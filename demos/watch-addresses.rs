//! Prints the address events of one application across namespaces.
//!
//! # Running in Kubernetes
//!
//! Without a config file the in-cluster service account is used and only the
//! pod's own namespace is watched.
//!
//! # Environment Variables
//!
//! - `APP_NAME`: application to watch (default: greeter-server)
//! - `WATCH_KIND`: `pods` or `endpoints` (default: endpoints)
//! - `CONFIG_FILE`: optional TOML file with a `[kubernetes]` table
//! - `KUBE_WATCH_KUBERNETES__NAMESPACES`: comma separated namespaces, overrides the file

use std::env;

use kube_watch_registry::{Config, EventType, Kind, Registry};
use tokio_util::sync::CancellationToken;
use tracing::{Level, error, info, warn};

#[tokio::main]
async fn main() -> Result<(), Box<dyn std::error::Error>> {
    tracing_subscriber::fmt()
        .with_env_filter(
            tracing_subscriber::EnvFilter::from_default_env().add_directive(Level::INFO.into()),
        )
        .init();

    let app_name = env::var("APP_NAME").unwrap_or_else(|_| "greeter-server".to_string());
    let kind: Kind = env::var("WATCH_KIND")
        .unwrap_or_else(|_| "endpoints".to_string())
        .parse()?;

    let config = match env::var("CONFIG_FILE") {
        Ok(path) => Config::load(&path, "kubernetes")?,
        Err(_) => Config::default(),
    };

    info!(
        "Watching {kind} of {app_name} in {:?} via {}",
        config.namespaces, config.addr
    );

    let registry = Registry::connect(config)?;
    let cancel = CancellationToken::new();

    let mut app = match registry.new_watcher_app(&cancel, &app_name, kind).await {
        Ok(app) => app,
        Err(partial) => {
            let (app, e) = partial.into_parts();
            let Some(app) = app else {
                return Err(e.into());
            };

            warn!("Some namespaces failed to start: {e}");
            app
        }
    };

    tokio::spawn({
        let cancel = cancel.clone();
        async move {
            if tokio::signal::ctrl_c().await.is_ok() {
                info!("Shutting down");
                cancel.cancel();
            }
        }
    });

    while let Some(event) = app.recv().await {
        match event.event_type {
            EventType::Error => error!(
                "{}: resync failing, last known addresses {:?}",
                event.namespace, event.ips
            ),
            event_type => info!("{} {event_type}: {:?}", event.namespace, event.ips),
        }
    }

    app.stopped().await;
    Ok(())
}
//! Normalized address-change events.

use std::collections::BTreeSet;
use std::fmt;

/// The kind of change an [`AddressEvent`] reports.
#[derive(Clone, Copy, Debug, PartialEq, Eq, Hash)]
pub enum EventType {
    /// An object appeared, or the initial snapshot of a namespace.
    Added,
    /// An object changed, or a resync replaced the namespace snapshot.
    Modified,
    /// An object disappeared.
    Deleted,
    /// Recovery keeps failing; `ips` is the last known (possibly stale) set.
    Error,
}

impl fmt::Display for EventType {
    fn fmt(&self, f: &mut fmt::Formatter<'_>) -> fmt::Result {
        f.write_str(match self {
            Self::Added => "ADDED",
            Self::Modified => "MODIFIED",
            Self::Deleted => "DELETED",
            Self::Error => "ERROR",
        })
    }
}

/// One observed change to the reachable address set of an application in a namespace.
///
/// `ips` always holds the complete address set after the change, sorted and
/// without duplicates. Identical consecutive sets are delivered as-is.
#[derive(Clone, Debug, PartialEq, Eq)]
pub struct AddressEvent {
    /// Namespace the change was observed in.
    pub namespace: String,
    /// Every routable address of the application in `namespace`.
    pub ips: Vec<String>,
    /// What kind of change produced this event.
    pub event_type: EventType,
}

impl AddressEvent {
    pub(crate) fn new(
        namespace: impl Into<String>,
        ips: impl IntoIterator<Item = String>,
        event_type: EventType,
    ) -> Self {
        let ips: BTreeSet<String> = ips.into_iter().collect();
        Self {
            namespace: namespace.into(),
            ips: ips.into_iter().collect(),
            event_type,
        }
    }

    /// Returns `true` if this event reports a recovery failure.
    #[must_use]
    pub fn is_error(&self) -> bool {
        self.event_type == EventType::Error
    }
}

== WHAT TO WORK ON ==
Would you please copy out every line of the data exactly?

== EXERCISE RESPONSE ==
filename demos/watch-addresses.rs
//! Prints the address events of one application across namespaces.
//!
//! # Running in Kubernetes
//!
//! Without a config file the in-cluster service account is used and only the
//! pod's own namespace is watched.
//!
//! # Environment Variables
//!
//! - `APP_NAME`: application to watch (default: greeter-server)
//! - `WATCH_KIND`: `pods` or `endpoints` (default: endpoints)
//! - `CONFIG_FILE`: optional TOML file with a `[kubernetes]` table
//! - `KUBE_WATCH_KUBERNETES__NAMESPACES`: comma separated namespaces, overrides the file

use std::env;

use kube_watch_registry::{Config, EventType, Kind, Registry};
use tokio_util::sync::CancellationToken;
use tracing::{Level, error, info, warn};

#[tokio::main]
async fn main() -> Result<(), Box<dyn std::error::Error>> {
    tracing_subscriber::fmt()
        .with_env_filter(
            tracing_subscriber::EnvFilter::from_default_env().add_directive(Level::INFO.into()),
        )
        .init();

    let app_name = env::var("APP_NAME").unwrap_or_else(|_| "greeter-server".to_string());
    let kind: Kind = env::var("WATCH_KIND")
        .unwrap_or_else(|_| "endpoints".to_string())
        .parse()?;

    let config = match env::var("CONFIG_FILE") {
        Ok(path) => Config::load(&path, "kubernetes")?,
        Err(_) => Config::default(),
    };

    info!(
        "Watching {kind} of {app_name} in {:?} via {}",
        config.namespaces, config.addr
    );

    let registry = Registry::connect(config)?;
    let cancel = CancellationToken::new();

    let mut app = match registry.new_watcher_app(&cancel, &app_name, kind).await {
        Ok(app) => app,
        Err(partial) => {
            let (app, e) = partial.into_parts();
            let Some(app) = app else {
                return Err(e.into());
            };

            warn!("Some namespaces failed to start: {e}");
            app
        }
    };

    tokio::spawn({
        let cancel = cancel.clone();
        async move {
            if tokio::signal::ctrl_c().await.is_ok() {
                info!("Shutting down");
                cancel.cancel();
            }
        }
    });

    while let Some(event) = app.recv().await {
        match event.event_type {
            EventType::Error => error!(
                "{}: resync failing, last known addresses {:?}",
                event.namespace, event.ips
            ),
            event_type => info!("{} {event_type}: {:?}", event.namespace, event.ips),
        }
    }

    app.stopped().await;
    Ok(())
}
//! Normalized address-change events.

use std::collections::BTreeSet;
use std::fmt;

/// The kind of change an [`AddressEvent`] reports.
#[derive(Clone, Copy, Debug, PartialEq, Eq, Hash)]
pub enum EventType {
    /// An object appeared, or the initial snapshot of a namespace.
    Added,
    /// An object changed, or a resync replaced the namespace snapshot.
    Modified,
    /// An object disappeared.
    Deleted,
    /// Recovery keeps failing; `ips` is the last known (possibly stale) set.
    Error,
}

impl fmt::Display for EventType {
    fn fmt(&self, f: &mut fmt::Formatter<'_>) -> fmt::Result {
        f.write_str(match self {
            Self::Added => "ADDED",
            Self::Modified => "MODIFIED",
            Self::Deleted => "DELETED",
            Self::Error => "ERROR",
        })
    }
}

/// One observed change to the reachable address set of an application in a namespace.
///
/// `ips` always holds the complete address set after the change, sorted and
/// without duplicates. Identical consecutive sets are delivered as-is.
#[derive(Clone, Debug, PartialEq, Eq)]
pub struct AddressEvent {
    /// Namespace the change was observed in.
    pub namespace: String,
    /// Every routable address of the application in `namespace`.
    pub ips: Vec<String>,
    /// What kind of change produced this event.
    pub event_type: EventType,
}

impl AddressEvent {
    pub(crate) fn new(
        namespace: impl Into<String>,
        ips: impl IntoIterator<Item = String>,
        event_type: EventType,
    ) -> Self {
        let ips: BTreeSet<String> = ips.into_iter().collect();
        Self {
            namespace: namespace.into(),
            ips: ips.into_iter().collect(),
            event_type,
        }
    }

    /// Returns `true` if this event reports a recovery failure.
    #[must_use]
    pub fn is_error(&self) -> bool {
        self.event_type == EventType::Error
    }
}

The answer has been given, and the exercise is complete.